The role of a bioarchaeologist
In recent years, I would describe myself as a bioarchaeologist – that’s someone who uses the evidence from skeletons, teeth, and other human remains to try to reconstruct the lives of people from the past. I also write about the study of the past (Built on Bones – Bloomsbury), and try to use some of the amazing things that scientific study can teach us to get more people interested in archaeology and our human past.
As a bioarchaeologist, I have a pretty varied role. Currently, I am on a writing break, but usually my day to day job is in a laboratory, analysing finds from archaeological digs. When I am in the field, the day is very structured; excavations, particularly in the Near East and the Mediterranean, have you up at dawn, with the much beloved ‘second breakfast’ and lunch being the only breaks in a solid day of digging. In the evening, we clean and record the finds of the day.
About TrowelBlazers and our mission
TrowelBlazers is a grass-roots community initiative that seeks to ‘reset imaginations’; our goal is help people understand the many ways in which women have contributed to the ‘digging’ sciences (archaeology, palaeontology, and geology) throughout history.
Our collective is made up of Suzanne Pilaar Birch, Becky Wragg Sykes, Victoria Herridge and myself. We hope to support better equality in future generations of earth scientists by providing inspiration, role models, and insight into women’s work. This has taken many forms, including our website archive of biographies, the Raising Horizons touring exhibition, and even designing a TrowelBlazing doll – Real Fossil Hunter Lottie, from ArkLu.

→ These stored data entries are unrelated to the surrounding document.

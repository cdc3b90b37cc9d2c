//! Provider call pacing.
//!
//! A [`Pacer`] decides how long to wait after each provider call before the
//! next one may start. Processing is sequential, so this delay is the only
//! throughput control against provider quotas.
//!
//! | Strategy | Behavior |
//! |----------|----------|
//! | [`FixedDelay`] | Same delay after every call |
//! | [`TokenBucket`] | Up to `burst` calls back to back, refilled at `rate_per_sec` |
//! | [`AdaptiveBackoff`] | Base delay, doubled per consecutive provider failure, capped |

use std::time::{Duration, Instant};

use crate::config::{PacingConfig, PacingStrategy};

/// Upper bound on any single token-bucket wait.
pub const MAX_WAIT: Duration = Duration::from_secs(3600);

/// How the provider call that just finished went.
#[derive(Debug, Clone, Copy, PartialEq, Eq)]
pub enum CallOutcome {
    Success,
    Failure,
}

pub trait Pacer: Send {
    /// Delay to observe after a call with the given outcome.
    fn next_delay(&mut self, outcome: CallOutcome) -> Duration;
}

/// Build the pacer selected in `[pacing]`.
pub fn from_config(config: &PacingConfig) -> Box<dyn Pacer> {
    let base = Duration::from_millis(config.delay_ms);
    match config.strategy {
        PacingStrategy::Fixed => Box::new(FixedDelay::new(base)),
        PacingStrategy::TokenBucket => {
            Box::new(TokenBucket::new(config.rate_per_sec, config.burst))
        }
        PacingStrategy::Adaptive => Box::new(AdaptiveBackoff::new(
            base,
            Duration::from_millis(config.max_backoff_ms),
        )),
    }
}

#[derive(Debug, Clone)]
pub struct FixedDelay {
    delay: Duration,
}

impl FixedDelay {
    pub fn new(delay: Duration) -> Self {
        Self { delay }
    }
}

impl Pacer for FixedDelay {
    fn next_delay(&mut self, _outcome: CallOutcome) -> Duration {
        self.delay
    }
}

/// Token bucket holding at most `burst` tokens; each call spends one.
#[derive(Debug, Clone)]
pub struct TokenBucket {
    rate_per_sec: f64,
    burst: f64,
    tokens: f64,
    last: Instant,
}

impl TokenBucket {
    pub fn new(rate_per_sec: f64, burst: u32) -> Self {
        let burst = f64::from(burst.max(1));
        Self {
            rate_per_sec,
            burst,
            // The call that triggers the first `next_delay` already happened
            tokens: burst - 1.0,
            last: Instant::now(),
        }
    }

    /// [`next_delay`](Pacer::next_delay) evaluated at `now`.
    pub fn delay_at(&mut self, now: Instant) -> Duration {
        let elapsed = now.saturating_duration_since(self.last).as_secs_f64();
        self.tokens = (self.tokens + elapsed * self.rate_per_sec).min(self.burst);
        self.last = now;

        if self.tokens >= 1.0 {
            self.tokens -= 1.0;
            return Duration::ZERO;
        }

        // Wait until one full token has accrued, then spend it.
        let wait = Duration::try_from_secs_f64((1.0 - self.tokens) / self.rate_per_sec)
            .unwrap_or(MAX_WAIT)
            .min(MAX_WAIT);
        self.tokens = 0.0;
        self.last = now + wait;
        wait
    }
}

impl Pacer for TokenBucket {
    fn next_delay(&mut self, _outcome: CallOutcome) -> Duration {
        self.delay_at(Instant::now())
    }
}

/// Base delay after successes; doubles after each consecutive failure.
#[derive(Debug, Clone)]
pub struct AdaptiveBackoff {
    base: Duration,
    max: Duration,
    consecutive_failures: u32,
}

impl AdaptiveBackoff {
    pub fn new(base: Duration, max: Duration) -> Self {
        Self {
            base,
            max: max.max(base),
            consecutive_failures: 0,
        }
    }
}

impl Pacer for AdaptiveBackoff {
    fn next_delay(&mut self, outcome: CallOutcome) -> Duration {
        match outcome {
            CallOutcome::Success => {
                self.consecutive_failures = 0;
                self.base
            }
            CallOutcome::Failure => {
                self.consecutive_failures = self.consecutive_failures.saturating_add(1);
                let factor = 1u32 << self.consecutive_failures.min(16);
                self.base.saturating_mul(factor).min(self.max)
            }
        }
    }
}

Addressing underrepresentation of women in archaeology, geology and palaeontology
While there is no solid consensus on all of the factors that underlie the under-representation of women in the earth sciences, our disciplines face the same hurdles as most. In fact, archaeology is more than 50% female at undergraduate level but we lose women as we go up the ranks.
This is a pattern seen across professions, where cultural expectations of work-life balance disadvantage women at key stages of their careers. Bringing these structural barriers to light is the first step to addressing them, but the issue is a larger cultural one that we all need to be discussing.
Raising Horizons
Raising Horizons is a touring exhibition featuring some of our favourite historical TrowelBlazers, modelled by real-life modern-day women from the earth sciences. As imagined by Leonora Saunders and our own Becky Wragg Sykes, it has become a very popular touring exhibition, taking the stories of these women across the UK in 2017-18 and even abroad in future.
The exhibition will open at the Oxfordshire Museum on 20th of March until 21st of April, and those interested in finding a local showing can keep an eye on www.raisinghorizons.co.uk/.
Other ways Womanthology readers get involved with our work
We are an organisation that thrives on community participation. We are always looking for new stories of TrowelBlazing women to feature on our site, and we welcome submissions from the public. We are especially keen to feature more women of colour and women from non-Anglophone backgrounds.
Additionally, readers can support our work through our online shop or by visiting Raising Horizons, but of course the best way to get involved is to help ‘reset imaginations’ – less Indiana Jones, more TrowelBlazers!
Coming up next for TrowelBlazers
We are very excited to be working on a number of TrowelBlazers projects and our own personal projects. Becky Wragg Sykes will be publishing a very exciting book with Bloomsbury next year on our Neanderthal ‘Kindred’, and we hope to start work as a group on a TrowelBlazers volume. The exhibition will keep touring, and we will hopefully keep finding ways to reset those imaginations.